Saved data entries
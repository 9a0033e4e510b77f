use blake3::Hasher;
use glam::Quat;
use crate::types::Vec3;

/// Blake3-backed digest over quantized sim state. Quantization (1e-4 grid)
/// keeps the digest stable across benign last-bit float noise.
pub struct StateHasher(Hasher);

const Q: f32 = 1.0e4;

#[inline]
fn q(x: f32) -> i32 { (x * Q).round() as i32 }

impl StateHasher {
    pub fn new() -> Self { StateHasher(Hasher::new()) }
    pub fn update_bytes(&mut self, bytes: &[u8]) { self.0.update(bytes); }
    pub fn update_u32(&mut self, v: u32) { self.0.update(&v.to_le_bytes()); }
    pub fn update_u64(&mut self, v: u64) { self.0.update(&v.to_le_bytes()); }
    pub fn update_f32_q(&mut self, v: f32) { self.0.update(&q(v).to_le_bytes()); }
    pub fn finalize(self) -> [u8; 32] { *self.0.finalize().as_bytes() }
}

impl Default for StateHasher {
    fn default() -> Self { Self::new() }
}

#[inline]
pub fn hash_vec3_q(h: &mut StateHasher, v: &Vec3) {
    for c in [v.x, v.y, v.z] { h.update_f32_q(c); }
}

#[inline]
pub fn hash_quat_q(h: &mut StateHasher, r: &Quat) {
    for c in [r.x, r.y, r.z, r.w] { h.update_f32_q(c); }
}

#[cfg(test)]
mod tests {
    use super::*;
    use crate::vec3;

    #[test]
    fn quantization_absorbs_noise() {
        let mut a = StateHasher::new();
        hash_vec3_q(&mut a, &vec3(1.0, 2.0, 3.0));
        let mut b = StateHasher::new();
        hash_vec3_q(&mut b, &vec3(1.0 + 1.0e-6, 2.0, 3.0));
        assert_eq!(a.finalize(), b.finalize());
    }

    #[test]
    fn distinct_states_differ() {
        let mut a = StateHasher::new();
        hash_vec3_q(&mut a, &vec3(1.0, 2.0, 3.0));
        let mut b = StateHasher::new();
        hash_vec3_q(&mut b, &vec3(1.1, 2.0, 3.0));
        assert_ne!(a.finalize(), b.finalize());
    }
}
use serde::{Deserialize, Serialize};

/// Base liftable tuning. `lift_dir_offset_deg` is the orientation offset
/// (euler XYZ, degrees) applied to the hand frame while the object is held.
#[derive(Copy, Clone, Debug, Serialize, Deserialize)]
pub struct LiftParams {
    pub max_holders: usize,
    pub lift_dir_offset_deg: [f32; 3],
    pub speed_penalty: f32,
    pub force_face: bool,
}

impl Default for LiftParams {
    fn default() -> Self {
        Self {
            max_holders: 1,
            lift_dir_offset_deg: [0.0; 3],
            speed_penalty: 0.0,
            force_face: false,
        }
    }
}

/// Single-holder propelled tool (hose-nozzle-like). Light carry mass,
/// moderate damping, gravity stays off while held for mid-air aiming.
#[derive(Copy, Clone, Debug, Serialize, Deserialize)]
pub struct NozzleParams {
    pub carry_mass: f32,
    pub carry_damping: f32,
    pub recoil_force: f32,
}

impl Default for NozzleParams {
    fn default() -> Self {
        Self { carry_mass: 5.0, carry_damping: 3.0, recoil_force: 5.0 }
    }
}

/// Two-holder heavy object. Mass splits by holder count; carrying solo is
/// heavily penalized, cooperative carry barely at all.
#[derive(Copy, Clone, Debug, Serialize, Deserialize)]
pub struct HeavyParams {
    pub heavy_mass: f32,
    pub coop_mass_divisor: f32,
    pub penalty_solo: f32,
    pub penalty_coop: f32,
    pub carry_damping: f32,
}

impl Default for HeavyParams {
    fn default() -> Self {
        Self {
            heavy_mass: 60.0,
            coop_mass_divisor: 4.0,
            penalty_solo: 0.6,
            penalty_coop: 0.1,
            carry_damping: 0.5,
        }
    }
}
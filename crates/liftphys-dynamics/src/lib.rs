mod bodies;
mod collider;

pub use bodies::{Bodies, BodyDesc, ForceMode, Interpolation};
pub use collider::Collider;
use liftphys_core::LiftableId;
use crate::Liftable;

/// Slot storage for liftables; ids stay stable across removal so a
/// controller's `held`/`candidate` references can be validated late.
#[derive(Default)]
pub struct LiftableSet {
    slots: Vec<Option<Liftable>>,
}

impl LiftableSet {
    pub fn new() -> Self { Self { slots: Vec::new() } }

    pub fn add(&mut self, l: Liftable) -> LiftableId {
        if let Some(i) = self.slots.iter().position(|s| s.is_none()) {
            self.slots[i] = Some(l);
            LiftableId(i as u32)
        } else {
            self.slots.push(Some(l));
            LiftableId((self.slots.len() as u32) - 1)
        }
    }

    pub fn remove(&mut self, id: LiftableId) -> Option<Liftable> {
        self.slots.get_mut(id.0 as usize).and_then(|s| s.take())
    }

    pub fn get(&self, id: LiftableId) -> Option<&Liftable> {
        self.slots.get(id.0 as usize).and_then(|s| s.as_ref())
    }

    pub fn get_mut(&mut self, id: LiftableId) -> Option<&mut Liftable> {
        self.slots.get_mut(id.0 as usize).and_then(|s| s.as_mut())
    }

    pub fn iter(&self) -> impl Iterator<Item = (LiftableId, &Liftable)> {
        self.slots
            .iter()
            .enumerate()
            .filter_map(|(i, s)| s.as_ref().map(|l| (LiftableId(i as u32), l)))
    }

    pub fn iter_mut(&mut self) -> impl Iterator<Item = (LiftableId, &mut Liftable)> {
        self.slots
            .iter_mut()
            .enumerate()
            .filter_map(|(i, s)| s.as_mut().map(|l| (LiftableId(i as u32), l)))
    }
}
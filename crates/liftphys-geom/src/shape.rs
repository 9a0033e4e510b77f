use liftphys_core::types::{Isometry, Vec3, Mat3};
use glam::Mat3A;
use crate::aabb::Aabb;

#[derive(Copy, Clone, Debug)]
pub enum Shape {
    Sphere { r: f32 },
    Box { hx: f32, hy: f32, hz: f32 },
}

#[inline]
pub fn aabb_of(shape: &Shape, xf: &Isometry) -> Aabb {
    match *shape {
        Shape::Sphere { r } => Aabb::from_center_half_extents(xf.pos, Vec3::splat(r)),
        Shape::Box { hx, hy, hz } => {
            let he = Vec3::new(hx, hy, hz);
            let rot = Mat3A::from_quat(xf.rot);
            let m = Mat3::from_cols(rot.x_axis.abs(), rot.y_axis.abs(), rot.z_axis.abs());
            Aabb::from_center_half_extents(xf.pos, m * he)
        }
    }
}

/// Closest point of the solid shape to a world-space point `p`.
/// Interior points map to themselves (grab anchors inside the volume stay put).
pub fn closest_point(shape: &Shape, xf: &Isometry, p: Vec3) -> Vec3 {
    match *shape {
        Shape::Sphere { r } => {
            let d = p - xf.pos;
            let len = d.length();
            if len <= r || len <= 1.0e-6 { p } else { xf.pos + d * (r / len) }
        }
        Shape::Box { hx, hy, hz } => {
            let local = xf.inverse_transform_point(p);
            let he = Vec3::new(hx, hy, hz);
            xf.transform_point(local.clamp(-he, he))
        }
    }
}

## Work to be completed
The records are to be repeated in full, exactly as they stand.

## Solution for this problem
repository 9a0033e4e510b77f
use blake3::Hasher;
use glam::Quat;
use crate::types::Vec3;

/// Blake3-backed digest over quantized sim state. Quantization (1e-4 grid)
/// keeps the digest stable across benign last-bit float noise.
pub struct StateHasher(Hasher);

const Q: f32 = 1.0e4;

#[inline]
fn q(x: f32) -> i32 { (x * Q).round() as i32 }

impl StateHasher {
    pub fn new() -> Self { StateHasher(Hasher::new()) }
    pub fn update_bytes(&mut self, bytes: &[u8]) { self.0.update(bytes); }
    pub fn update_u32(&mut self, v: u32) { self.0.update(&v.to_le_bytes()); }
    pub fn update_u64(&mut self, v: u64) { self.0.update(&v.to_le_bytes()); }
    pub fn update_f32_q(&mut self, v: f32) { self.0.update(&q(v).to_le_bytes()); }
    pub fn finalize(self) -> [u8; 32] { *self.0.finalize().as_bytes() }
}

impl Default for StateHasher {
    fn default() -> Self { Self::new() }
}

#[inline]
pub fn hash_vec3_q(h: &mut StateHasher, v: &Vec3) {
    for c in [v.x, v.y, v.z] { h.update_f32_q(c); }
}

#[inline]
pub fn hash_quat_q(h: &mut StateHasher, r: &Quat) {
    for c in [r.x, r.y, r.z, r.w] { h.update_f32_q(c); }
}

#[cfg(test)]
mod tests {
    use super::*;
    use crate::vec3;

    #[test]
    fn quantization_absorbs_noise() {
        let mut a = StateHasher::new();
        hash_vec3_q(&mut a, &vec3(1.0, 2.0, 3.0));
        let mut b = StateHasher::new();
        hash_vec3_q(&mut b, &vec3(1.0 + 1.0e-6, 2.0, 3.0));
        assert_eq!(a.finalize(), b.finalize());
    }

    #[test]
    fn distinct_states_differ() {
        let mut a = StateHasher::new();
        hash_vec3_q(&mut a, &vec3(1.0, 2.0, 3.0));
        let mut b = StateHasher::new();
        hash_vec3_q(&mut b, &vec3(1.1, 2.0, 3.0));
        assert_ne!(a.finalize(), b.finalize());
    }
}
use serde::{Deserialize, Serialize};

/// Base liftable tuning. `lift_dir_offset_deg` is the orientation offset
/// (euler XYZ, degrees) applied to the hand frame while the object is held.
#[derive(Copy, Clone, Debug, Serialize, Deserialize)]
pub struct LiftParams {
    pub max_holders: usize,
    pub lift_dir_offset_deg: [f32; 3],
    pub speed_penalty: f32,
    pub force_face: bool,
}

impl Default for LiftParams {
    fn default() -> Self {
        Self {
            max_holders: 1,
            lift_dir_offset_deg: [0.0; 3],
            speed_penalty: 0.0,
            force_face: false,
        }
    }
}

/// Single-holder propelled tool (hose-nozzle-like). Light carry mass,
/// moderate damping, gravity stays off while held for mid-air aiming.
#[derive(Copy, Clone, Debug, Serialize, Deserialize)]
pub struct NozzleParams {
    pub carry_mass: f32,
    pub carry_damping: f32,
    pub recoil_force: f32,
}

impl Default for NozzleParams {
    fn default() -> Self {
        Self { carry_mass: 5.0, carry_damping: 3.0, recoil_force: 5.0 }
    }
}

/// Two-holder heavy object. Mass splits by holder count; carrying solo is
/// heavily penalized, cooperative carry barely at all.
#[derive(Copy, Clone, Debug, Serialize, Deserialize)]
pub struct HeavyParams {
    pub heavy_mass: f32,
    pub coop_mass_divisor: f32,
    pub penalty_solo: f32,
    pub penalty_coop: f32,
    pub carry_damping: f32,
}

impl Default for HeavyParams {
    fn default() -> Self {
        Self {
            heavy_mass: 60.0,
            coop_mass_divisor: 4.0,
            penalty_solo: 0.6,
            penalty_coop: 0.1,
            carry_damping: 0.5,
        }
    }
}
filename crates/liftphys-dynamics/src/lib.rs
mod bodies;
mod collider;

pub use bodies::{Bodies, BodyDesc, ForceMode, Interpolation};
pub use collider::Collider;
use liftphys_core::LiftableId;
use crate::Liftable;

/// Slot storage for liftables; ids stay stable across removal so a
/// controller's `held`/`candidate` references can be validated late.
#[derive(Default)]
pub struct LiftableSet {
    slots: Vec<Option<Liftable>>,
}

impl LiftableSet {
    pub fn new() -> Self { Self { slots: Vec::new() } }

    pub fn add(&mut self, l: Liftable) -> LiftableId {
        if let Some(i) = self.slots.iter().position(|s| s.is_none()) {
            self.slots[i] = Some(l);
            LiftableId(i as u32)
        } else {
            self.slots.push(Some(l));
            LiftableId((self.slots.len() as u32) - 1)
        }
    }

    pub fn remove(&mut self, id: LiftableId) -> Option<Liftable> {
        self.slots.get_mut(id.0 as usize).and_then(|s| s.take())
    }

    pub fn get(&self, id: LiftableId) -> Option<&Liftable> {
        self.slots.get(id.0 as usize).and_then(|s| s.as_ref())
    }

    pub fn get_mut(&mut self, id: LiftableId) -> Option<&mut Liftable> {
        self.slots.get_mut(id.0 as usize).and_then(|s| s.as_mut())
    }

    pub fn iter(&self) -> impl Iterator<Item = (LiftableId, &Liftable)> {
        self.slots
            .iter()
            .enumerate()
            .filter_map(|(i, s)| s.as_ref().map(|l| (LiftableId(i as u32), l)))
    }

    pub fn iter_mut(&mut self) -> impl Iterator<Item = (LiftableId, &mut Liftable)> {
        self.slots
            .iter_mut()
            .enumerate()
            .filter_map(|(i, s)| s.as_mut().map(|l| (LiftableId(i as u32), l)))
    }
}
filename crates/liftphys-geom/src/shape.rs
repository 9a0033e4e510b77f
use liftphys_core::types::{Isometry, Vec3, Mat3};
use glam::Mat3A;
use crate::aabb::Aabb;

#[derive(Copy, Clone, Debug)]
pub enum Shape {
    Sphere { r: f32 },
    Box { hx: f32, hy: f32, hz: f32 },
}

#[inline]
pub fn aabb_of(shape: &Shape, xf: &Isometry) -> Aabb {
    match *shape {
        Shape::Sphere { r } => Aabb::from_center_half_extents(xf.pos, Vec3::splat(r)),
        Shape::Box { hx, hy, hz } => {
            let he = Vec3::new(hx, hy, hz);
            let rot = Mat3A::from_quat(xf.rot);
            let m = Mat3::from_cols(rot.x_axis.abs(), rot.y_axis.abs(), rot.z_axis.abs());
            Aabb::from_center_half_extents(xf.pos, m * he)
        }
    }
}

/// Closest point of the solid shape to a world-space point `p`.
/// Interior points map to themselves (grab anchors inside the volume stay put).
pub fn closest_point(shape: &Shape, xf: &Isometry, p: Vec3) -> Vec3 {
    match *shape {
        Shape::Sphere { r } => {
            let d = p - xf.pos;
            let len = d.length();
            if len <= r || len <= 1.0e-6 { p } else { xf.pos + d * (r / len) }
        }
        Shape::Box { hx, hy, hz } => {
            let local = xf.inverse_transform_point(p);
            let he = Vec3::new(hx, hy, hz);
            xf.transform_point(local.clamp(-he, he))
        }
    }
}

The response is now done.